The world of 2049 does seem to have moved on by 30 years or so. The planet is dirtier, grimier, hazier, deader. (The film has a bleak beauty, especially in 3D IMAX; it is foully immersive.) Los Angeles looks like it’s covered in neonoir cyberpunk favelas. There’s a massive seawall holding back the Pacific. The whitish stuff that falls from the sky: sometimes it looks like snow, but more often it looks like dust or ash drifting in from who knows what distant hellscape. San Diego is LA’s garbage dump. (It could be Wall-E’s home town.) The 2019 world of the 1982 film might have been our future, but now the 2049 world is clearly alt: we see an ad that references “CCCP” and “Soviet,” so they’re still around. The only food available seems to be fake Soylent Green-type stuff. (Not made from people. Or even replicants. At least not that we see. But who knows.)

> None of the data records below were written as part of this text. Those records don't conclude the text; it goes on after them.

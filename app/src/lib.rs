//! Terminal host for the states list screen.
//!
//! # Overview
//! Wires `states-core` to the outside world: a ureq `Transport` for the HTTP
//! round-trip, a tokio control loop that owns the `ListScreen`, blocking
//! workers that run each fetch, and a console `View` that prints effects.

pub mod config;
pub mod console;
pub mod controller;
pub mod transport;
pub mod worker;

pub use config::{AppConfig, ConfigError, DEFAULT_URL};
pub use console::{forward_input, parse_command, Command, ConsoleView};
pub use controller::{Controller, ScreenEvent, View};
pub use transport::UreqTransport;
pub use worker::spawn_fetch;
//! Fixed single-byte decoding of response bodies.

/// Decode `bytes` as ISO-8859-1.
///
/// Every byte maps to the Unicode scalar of the same value, so decoding never
/// fails. This is deliberately not windows-1252: bytes `0x80..=0x9F` become
/// C1 control characters, not typographic punctuation.
pub fn decode_latin1(bytes: &[u8]) -> String {
    bytes.iter().map(|&b| char::from(b)).collect()
}

#[cfg(test)]
mod tests {
    use super::*;

    #[test]
    fn ascii_passes_through() {
        assert_eq!(decode_latin1(b"[{\"name\":\"Acre\"}]"), "[{\"name\":\"Acre\"}]");
    }

    #[test]
    fn high_bytes_map_to_same_code_point() {
        assert_eq!(decode_latin1(b"S\xe3o Paulo"), "São Paulo");
        assert_eq!(decode_latin1(b"Amap\xe1"), "Amapá");
    }

    #[test]
    fn utf8_input_is_not_reinterpreted() {
        // "ã" in UTF-8 is two bytes; read as Latin-1 they become two chars.
        assert_eq!(decode_latin1("São".as_bytes()), "SÃ£o");
    }

    #[test]
    fn c1_range_is_not_windows_1252() {
        assert_eq!(decode_latin1(&[0x80]), "\u{80}");
    }

    #[test]
    fn empty_body_decodes_to_empty_string() {
        assert_eq!(decode_latin1(&[]), "");
    }
}
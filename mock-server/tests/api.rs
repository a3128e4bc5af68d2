use axum::http::{self, Request, StatusCode};
use http_body_util::BodyExt;
use mock_server::{app, app_with, BrazilianState, Stub, STATES_PATH};
use tower::ServiceExt;

async fn body_bytes(response: axum::response::Response) -> bytes::Bytes {
    response.into_body().collect().await.unwrap().to_bytes()
}

fn states_request(accept: Option<&str>) -> Request<String> {
    let mut builder = Request::builder().uri(STATES_PATH);
    if let Some(accept) = accept {
        builder = builder.header(http::header::ACCEPT, accept);
    }
    builder.body(String::new()).unwrap()
}

// --- default stub ---

#[tokio::test]
async fn list_states_returns_latin1_json() {
    let resp = app()
        .oneshot(states_request(Some("application/json")))
        .await
        .unwrap();

    assert_eq!(resp.status(), StatusCode::OK);
    assert_eq!(
        resp.headers()[http::header::CONTENT_TYPE],
        "application/json;charset=ISO-8859-1"
    );
    let body = body_bytes(resp).await;
    assert!(
        std::str::from_utf8(&body).is_err(),
        "accented names must not be UTF-8 encoded"
    );

    let text: String = body.iter().map(|&b| char::from(b)).collect();
    let states: Vec<BrazilianState> = serde_json::from_str(&text).unwrap();
    assert_eq!(states.len(), 27);
    assert!(states.contains(&BrazilianState::new("SP", "São Paulo")));
}

#[tokio::test]
async fn list_states_without_accept_is_served() {
    let resp = app().oneshot(states_request(None)).await.unwrap();
    assert_eq!(resp.status(), StatusCode::OK);
}

#[tokio::test]
async fn list_states_rejects_non_json_accept() {
    let resp = app()
        .oneshot(states_request(Some("text/html")))
        .await
        .unwrap();
    assert_eq!(resp.status(), StatusCode::NOT_ACCEPTABLE);
}

#[tokio::test]
async fn unknown_path_is_not_found() {
    let resp = app()
        .oneshot(
            Request::builder()
                .uri("/dummyserver/rest/city")
                .body(String::new())
                .unwrap(),
        )
        .await
        .unwrap();
    assert_eq!(resp.status(), StatusCode::NOT_FOUND);
}

#[tokio::test]
async fn post_is_not_allowed() {
    let resp = app()
        .oneshot(
            Request::builder()
                .method("POST")
                .uri(STATES_PATH)
                .body(String::new())
                .unwrap(),
        )
        .await
        .unwrap();
    assert_eq!(resp.status(), StatusCode::METHOD_NOT_ALLOWED);
}

// --- configured stubs ---

#[tokio::test]
async fn raw_stub_passes_status_and_body_through() {
    let stub = Stub::raw(StatusCode::INTERNAL_SERVER_ERROR, "boom");
    let resp = app_with(stub)
        .oneshot(states_request(Some("application/json")))
        .await
        .unwrap();

    assert_eq!(resp.status(), StatusCode::INTERNAL_SERVER_ERROR);
    assert_eq!(body_bytes(resp).await.as_ref(), b"boom");
}

#[tokio::test]
async fn empty_states_stub_serves_empty_array() {
    let resp = app_with(Stub::states(&[]))
        .oneshot(states_request(Some("application/json")))
        .await
        .unwrap();

    assert_eq!(resp.status(), StatusCode::OK);
    assert_eq!(body_bytes(resp).await.as_ref(), b"[]");
}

But 2049 is unpleasantly retro in its depiction of women, too many of whom are literally slavishly devoted to men: the AI companion, whose name is Joi, who adores K, and a replicant named Luv (Sylvia Hoeks), who is programmed so that she cannot disobey her creator, Niander Wallace (Jared Leto: Suicide Squad, Dallas Buyers Club), the new replicant slavemaster, replacing Tyrell of the original film. (Really? Joi and Luv? Come on. Oh, and there’s also a female prostitute character, hooker with a heart of gold Mariette [Mackenzie Davis: The Martian, Smashed], because of course there is. If there are any male sex workers or male devoted-AI-companions in 2049 Los Angeles, we never meet them.)
Pretty trite, too, is the backstory we get when K roots out a retired and in-hiding Deckard (Harrison Ford: Star Wars: The Force Awakens, The Age of Adaline), and learns what the old blade runner has been up to for the past 35 years. The key elements of it are meant to be part of that “it breaks the world” thing, but mostly it sounds like a bad fan-fiction continuation of Deckard’s story.
Blade Runner 2049 is an emotionally cold movie, as the first Blade Runner was, but the original film did engage on an intellectual level. I expected at least that much again from its sequel, and I don’t think that it would have been too much to hope that Denis Villeneuve might have managed emotion and intellect, as he did with his previous film, the marvelous and moving Arrival. But pretty much all I’ve been turning over in my mind since I saw 2049 is this conundrum: If the people of this world don’t want replicants to be able to do the certain macguffin thing that drives the mystery here, how the hell do these constructed beings have the capability to do just that?